GOAL OF THE EXERCISE:
Some lines in the entries contain the word "return". Copy all of them.

Stored items:
☆ ☆ ☆ ☆
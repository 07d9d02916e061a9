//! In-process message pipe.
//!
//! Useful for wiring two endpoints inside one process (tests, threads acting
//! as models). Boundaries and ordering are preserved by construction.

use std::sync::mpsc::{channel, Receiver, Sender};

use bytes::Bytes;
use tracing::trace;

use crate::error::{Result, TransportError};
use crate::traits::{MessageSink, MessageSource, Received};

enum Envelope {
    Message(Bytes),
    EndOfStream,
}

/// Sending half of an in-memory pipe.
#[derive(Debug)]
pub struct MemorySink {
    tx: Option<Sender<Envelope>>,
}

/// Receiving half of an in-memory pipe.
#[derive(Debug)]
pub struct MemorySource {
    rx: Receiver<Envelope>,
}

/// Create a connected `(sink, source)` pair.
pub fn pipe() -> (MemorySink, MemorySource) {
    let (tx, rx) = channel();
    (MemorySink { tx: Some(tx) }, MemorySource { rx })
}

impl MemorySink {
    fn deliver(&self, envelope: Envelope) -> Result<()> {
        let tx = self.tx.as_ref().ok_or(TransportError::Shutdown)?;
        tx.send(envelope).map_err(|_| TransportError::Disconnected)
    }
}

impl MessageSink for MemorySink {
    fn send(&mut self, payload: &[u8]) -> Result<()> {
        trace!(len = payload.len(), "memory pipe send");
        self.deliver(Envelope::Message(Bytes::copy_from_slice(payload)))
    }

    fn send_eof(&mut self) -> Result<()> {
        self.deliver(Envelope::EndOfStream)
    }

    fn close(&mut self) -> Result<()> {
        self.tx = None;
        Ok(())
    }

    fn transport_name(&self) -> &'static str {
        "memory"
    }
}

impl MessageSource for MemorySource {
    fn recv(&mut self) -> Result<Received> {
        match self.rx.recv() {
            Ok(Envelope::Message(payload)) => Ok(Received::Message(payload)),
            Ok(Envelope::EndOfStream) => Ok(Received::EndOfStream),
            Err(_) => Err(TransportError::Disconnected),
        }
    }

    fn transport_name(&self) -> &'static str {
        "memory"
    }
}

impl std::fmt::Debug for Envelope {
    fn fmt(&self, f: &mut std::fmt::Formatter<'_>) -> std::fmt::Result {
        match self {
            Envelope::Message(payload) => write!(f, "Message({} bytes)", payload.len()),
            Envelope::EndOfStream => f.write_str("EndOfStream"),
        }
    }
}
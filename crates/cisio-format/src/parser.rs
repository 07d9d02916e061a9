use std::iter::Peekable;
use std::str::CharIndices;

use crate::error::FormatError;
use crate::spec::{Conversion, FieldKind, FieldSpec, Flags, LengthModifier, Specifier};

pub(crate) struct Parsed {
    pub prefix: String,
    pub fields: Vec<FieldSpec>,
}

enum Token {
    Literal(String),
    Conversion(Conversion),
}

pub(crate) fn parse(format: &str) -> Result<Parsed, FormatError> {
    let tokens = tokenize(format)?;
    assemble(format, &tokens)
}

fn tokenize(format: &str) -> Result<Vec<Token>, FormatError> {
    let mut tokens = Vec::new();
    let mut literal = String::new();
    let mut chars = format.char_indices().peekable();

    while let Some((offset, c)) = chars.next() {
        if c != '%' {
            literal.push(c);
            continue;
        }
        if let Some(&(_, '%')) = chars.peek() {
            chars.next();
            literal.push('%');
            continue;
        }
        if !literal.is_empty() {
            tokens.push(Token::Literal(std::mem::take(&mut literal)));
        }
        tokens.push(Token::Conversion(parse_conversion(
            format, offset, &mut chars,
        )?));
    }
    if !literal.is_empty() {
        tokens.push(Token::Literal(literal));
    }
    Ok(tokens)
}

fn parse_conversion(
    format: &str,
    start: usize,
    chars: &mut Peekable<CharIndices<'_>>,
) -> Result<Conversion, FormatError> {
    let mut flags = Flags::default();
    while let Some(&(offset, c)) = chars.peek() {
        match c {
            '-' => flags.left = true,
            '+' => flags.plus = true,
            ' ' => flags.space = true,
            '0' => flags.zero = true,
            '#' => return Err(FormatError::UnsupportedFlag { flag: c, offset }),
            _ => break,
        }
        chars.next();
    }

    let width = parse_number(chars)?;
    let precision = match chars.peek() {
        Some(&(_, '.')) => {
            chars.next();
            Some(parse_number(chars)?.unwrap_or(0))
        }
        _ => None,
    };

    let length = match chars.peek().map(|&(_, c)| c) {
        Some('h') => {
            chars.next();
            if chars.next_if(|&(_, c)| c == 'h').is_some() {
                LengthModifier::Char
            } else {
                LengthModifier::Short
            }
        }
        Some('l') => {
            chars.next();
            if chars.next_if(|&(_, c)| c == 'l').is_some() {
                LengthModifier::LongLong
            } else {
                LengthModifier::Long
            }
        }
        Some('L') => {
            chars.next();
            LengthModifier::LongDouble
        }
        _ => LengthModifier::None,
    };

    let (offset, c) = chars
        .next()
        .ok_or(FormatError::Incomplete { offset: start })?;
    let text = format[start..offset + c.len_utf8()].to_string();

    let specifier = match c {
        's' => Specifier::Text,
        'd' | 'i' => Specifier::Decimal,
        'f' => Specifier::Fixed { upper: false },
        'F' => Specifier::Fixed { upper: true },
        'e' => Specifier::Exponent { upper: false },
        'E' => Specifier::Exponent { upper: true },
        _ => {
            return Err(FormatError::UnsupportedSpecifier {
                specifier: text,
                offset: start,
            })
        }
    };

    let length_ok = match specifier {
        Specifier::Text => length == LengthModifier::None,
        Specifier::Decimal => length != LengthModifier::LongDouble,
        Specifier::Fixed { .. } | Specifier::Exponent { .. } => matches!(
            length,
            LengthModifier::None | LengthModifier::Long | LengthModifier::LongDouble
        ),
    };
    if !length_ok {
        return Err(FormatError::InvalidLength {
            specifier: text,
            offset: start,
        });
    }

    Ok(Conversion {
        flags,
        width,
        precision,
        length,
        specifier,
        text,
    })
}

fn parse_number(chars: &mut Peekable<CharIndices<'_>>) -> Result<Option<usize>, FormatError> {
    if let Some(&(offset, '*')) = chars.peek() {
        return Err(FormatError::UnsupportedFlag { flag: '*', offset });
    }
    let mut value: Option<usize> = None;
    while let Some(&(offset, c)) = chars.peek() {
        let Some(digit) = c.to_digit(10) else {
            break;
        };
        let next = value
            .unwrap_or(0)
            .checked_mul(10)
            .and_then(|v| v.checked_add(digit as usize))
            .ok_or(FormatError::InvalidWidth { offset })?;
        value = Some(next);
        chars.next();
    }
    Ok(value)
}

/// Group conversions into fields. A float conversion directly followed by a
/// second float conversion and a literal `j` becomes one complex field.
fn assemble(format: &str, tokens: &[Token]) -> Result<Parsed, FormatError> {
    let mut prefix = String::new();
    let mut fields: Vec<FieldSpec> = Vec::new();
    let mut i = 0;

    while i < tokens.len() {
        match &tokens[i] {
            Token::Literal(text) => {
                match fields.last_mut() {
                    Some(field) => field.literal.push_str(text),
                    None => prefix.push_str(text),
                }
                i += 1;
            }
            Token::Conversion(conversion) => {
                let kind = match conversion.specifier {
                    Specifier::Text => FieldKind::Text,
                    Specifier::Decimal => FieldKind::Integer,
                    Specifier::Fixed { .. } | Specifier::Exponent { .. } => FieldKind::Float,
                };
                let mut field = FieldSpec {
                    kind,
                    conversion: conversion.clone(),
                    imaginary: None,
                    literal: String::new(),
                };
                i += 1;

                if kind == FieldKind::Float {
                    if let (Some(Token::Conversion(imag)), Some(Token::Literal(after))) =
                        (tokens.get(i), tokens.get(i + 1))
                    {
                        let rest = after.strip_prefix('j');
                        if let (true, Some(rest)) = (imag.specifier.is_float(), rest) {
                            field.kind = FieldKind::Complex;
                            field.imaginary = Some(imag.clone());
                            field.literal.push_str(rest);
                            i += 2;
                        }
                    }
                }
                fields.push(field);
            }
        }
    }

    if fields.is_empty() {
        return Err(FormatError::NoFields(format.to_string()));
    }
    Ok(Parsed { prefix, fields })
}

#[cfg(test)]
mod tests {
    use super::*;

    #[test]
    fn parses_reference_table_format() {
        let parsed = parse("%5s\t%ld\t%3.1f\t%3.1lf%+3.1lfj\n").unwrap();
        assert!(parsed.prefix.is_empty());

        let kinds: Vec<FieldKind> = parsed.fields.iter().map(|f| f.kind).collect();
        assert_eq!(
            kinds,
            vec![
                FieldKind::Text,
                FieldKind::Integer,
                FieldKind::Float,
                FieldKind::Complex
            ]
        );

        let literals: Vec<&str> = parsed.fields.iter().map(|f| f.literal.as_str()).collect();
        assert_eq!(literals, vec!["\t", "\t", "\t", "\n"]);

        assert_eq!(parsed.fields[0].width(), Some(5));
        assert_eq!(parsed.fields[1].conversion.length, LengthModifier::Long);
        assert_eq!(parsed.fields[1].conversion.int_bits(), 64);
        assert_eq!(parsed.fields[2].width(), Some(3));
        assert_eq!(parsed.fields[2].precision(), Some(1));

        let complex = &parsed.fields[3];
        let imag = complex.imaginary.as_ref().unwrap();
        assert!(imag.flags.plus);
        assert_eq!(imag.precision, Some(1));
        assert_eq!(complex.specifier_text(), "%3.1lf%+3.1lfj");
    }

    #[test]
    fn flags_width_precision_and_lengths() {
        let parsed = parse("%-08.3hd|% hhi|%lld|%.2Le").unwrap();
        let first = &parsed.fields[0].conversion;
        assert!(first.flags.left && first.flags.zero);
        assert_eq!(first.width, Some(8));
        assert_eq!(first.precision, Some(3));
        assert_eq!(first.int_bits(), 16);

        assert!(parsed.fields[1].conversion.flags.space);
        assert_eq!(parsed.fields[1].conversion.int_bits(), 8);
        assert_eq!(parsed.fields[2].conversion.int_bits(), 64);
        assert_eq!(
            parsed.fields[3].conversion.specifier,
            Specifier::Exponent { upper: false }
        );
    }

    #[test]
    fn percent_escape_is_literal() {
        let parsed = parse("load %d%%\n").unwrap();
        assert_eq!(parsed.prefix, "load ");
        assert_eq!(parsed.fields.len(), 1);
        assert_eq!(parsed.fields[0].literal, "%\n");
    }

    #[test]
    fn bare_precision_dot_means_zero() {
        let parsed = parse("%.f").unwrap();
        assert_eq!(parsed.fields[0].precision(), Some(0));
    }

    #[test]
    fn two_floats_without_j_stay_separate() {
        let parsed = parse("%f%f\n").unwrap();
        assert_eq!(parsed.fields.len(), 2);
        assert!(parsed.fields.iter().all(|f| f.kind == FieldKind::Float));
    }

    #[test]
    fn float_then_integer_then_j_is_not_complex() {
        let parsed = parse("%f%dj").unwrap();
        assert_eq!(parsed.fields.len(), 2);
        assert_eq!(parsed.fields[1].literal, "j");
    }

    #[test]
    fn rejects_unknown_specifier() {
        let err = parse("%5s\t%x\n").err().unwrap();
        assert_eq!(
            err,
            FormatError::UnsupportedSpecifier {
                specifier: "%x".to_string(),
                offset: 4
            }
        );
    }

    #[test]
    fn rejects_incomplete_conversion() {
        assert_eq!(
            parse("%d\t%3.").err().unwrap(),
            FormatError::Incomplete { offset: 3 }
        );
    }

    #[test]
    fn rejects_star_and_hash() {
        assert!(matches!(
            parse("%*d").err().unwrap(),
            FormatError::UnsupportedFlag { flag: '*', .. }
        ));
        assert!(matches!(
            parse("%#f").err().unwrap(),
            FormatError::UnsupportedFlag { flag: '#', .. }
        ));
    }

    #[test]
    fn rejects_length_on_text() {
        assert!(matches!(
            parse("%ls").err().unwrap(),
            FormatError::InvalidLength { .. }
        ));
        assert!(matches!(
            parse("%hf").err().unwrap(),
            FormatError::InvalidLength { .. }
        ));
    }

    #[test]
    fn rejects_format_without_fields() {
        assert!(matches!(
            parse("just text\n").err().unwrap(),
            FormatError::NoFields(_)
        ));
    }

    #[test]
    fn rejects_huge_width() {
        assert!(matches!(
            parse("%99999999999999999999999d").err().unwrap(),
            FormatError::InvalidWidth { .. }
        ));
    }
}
☆ ☆ ☆ ☆
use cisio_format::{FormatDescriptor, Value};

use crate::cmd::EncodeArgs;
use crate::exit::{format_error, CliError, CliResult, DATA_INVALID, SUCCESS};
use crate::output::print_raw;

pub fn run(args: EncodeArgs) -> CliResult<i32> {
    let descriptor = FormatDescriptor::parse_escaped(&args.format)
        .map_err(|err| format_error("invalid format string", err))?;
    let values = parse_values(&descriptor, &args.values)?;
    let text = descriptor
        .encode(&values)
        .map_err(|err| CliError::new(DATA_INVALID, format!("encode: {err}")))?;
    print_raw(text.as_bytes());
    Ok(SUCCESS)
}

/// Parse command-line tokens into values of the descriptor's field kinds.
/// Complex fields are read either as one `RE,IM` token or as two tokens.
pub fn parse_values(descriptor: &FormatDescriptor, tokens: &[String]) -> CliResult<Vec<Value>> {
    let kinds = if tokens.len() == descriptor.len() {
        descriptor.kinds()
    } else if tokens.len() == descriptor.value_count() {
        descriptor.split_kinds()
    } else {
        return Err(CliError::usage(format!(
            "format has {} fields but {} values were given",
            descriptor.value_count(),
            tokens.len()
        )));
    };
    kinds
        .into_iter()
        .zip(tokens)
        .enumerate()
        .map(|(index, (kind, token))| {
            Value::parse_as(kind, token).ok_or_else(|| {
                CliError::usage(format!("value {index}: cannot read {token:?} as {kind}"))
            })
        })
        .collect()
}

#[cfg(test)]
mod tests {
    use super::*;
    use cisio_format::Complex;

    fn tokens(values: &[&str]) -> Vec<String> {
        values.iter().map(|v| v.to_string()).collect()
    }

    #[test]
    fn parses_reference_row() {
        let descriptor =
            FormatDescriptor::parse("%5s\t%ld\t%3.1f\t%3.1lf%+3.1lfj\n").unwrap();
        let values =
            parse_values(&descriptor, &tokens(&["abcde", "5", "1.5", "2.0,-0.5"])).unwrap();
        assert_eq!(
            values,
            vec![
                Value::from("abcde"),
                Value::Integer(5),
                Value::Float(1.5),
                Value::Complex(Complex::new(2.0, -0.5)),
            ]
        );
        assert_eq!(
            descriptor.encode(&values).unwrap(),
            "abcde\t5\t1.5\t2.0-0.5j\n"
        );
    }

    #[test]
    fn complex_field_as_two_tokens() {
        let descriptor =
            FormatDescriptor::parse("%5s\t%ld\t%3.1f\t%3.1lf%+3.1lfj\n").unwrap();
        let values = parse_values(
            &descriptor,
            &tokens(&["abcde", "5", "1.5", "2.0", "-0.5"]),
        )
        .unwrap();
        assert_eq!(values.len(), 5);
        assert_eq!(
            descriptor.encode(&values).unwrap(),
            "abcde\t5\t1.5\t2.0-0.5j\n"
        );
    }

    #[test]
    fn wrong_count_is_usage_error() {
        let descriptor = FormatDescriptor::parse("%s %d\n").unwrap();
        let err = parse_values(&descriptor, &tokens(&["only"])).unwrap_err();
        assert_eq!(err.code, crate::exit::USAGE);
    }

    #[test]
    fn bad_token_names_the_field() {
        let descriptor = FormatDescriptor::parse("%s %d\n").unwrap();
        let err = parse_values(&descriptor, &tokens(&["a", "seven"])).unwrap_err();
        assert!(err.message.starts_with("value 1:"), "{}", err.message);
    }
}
☆ ☆ ☆ ☆
SOLUTION FOR THIS EXERCISE:
            '#' => return Err(FormatError::UnsupportedFlag { flag: c, offset }),
            return Err(FormatError::UnsupportedSpecifier {
        return Err(FormatError::InvalidLength {
        return Err(FormatError::UnsupportedFlag { flag: '*', offset });
        return Err(FormatError::NoFields(format.to_string()));
        return Err(CliError::usage(format!(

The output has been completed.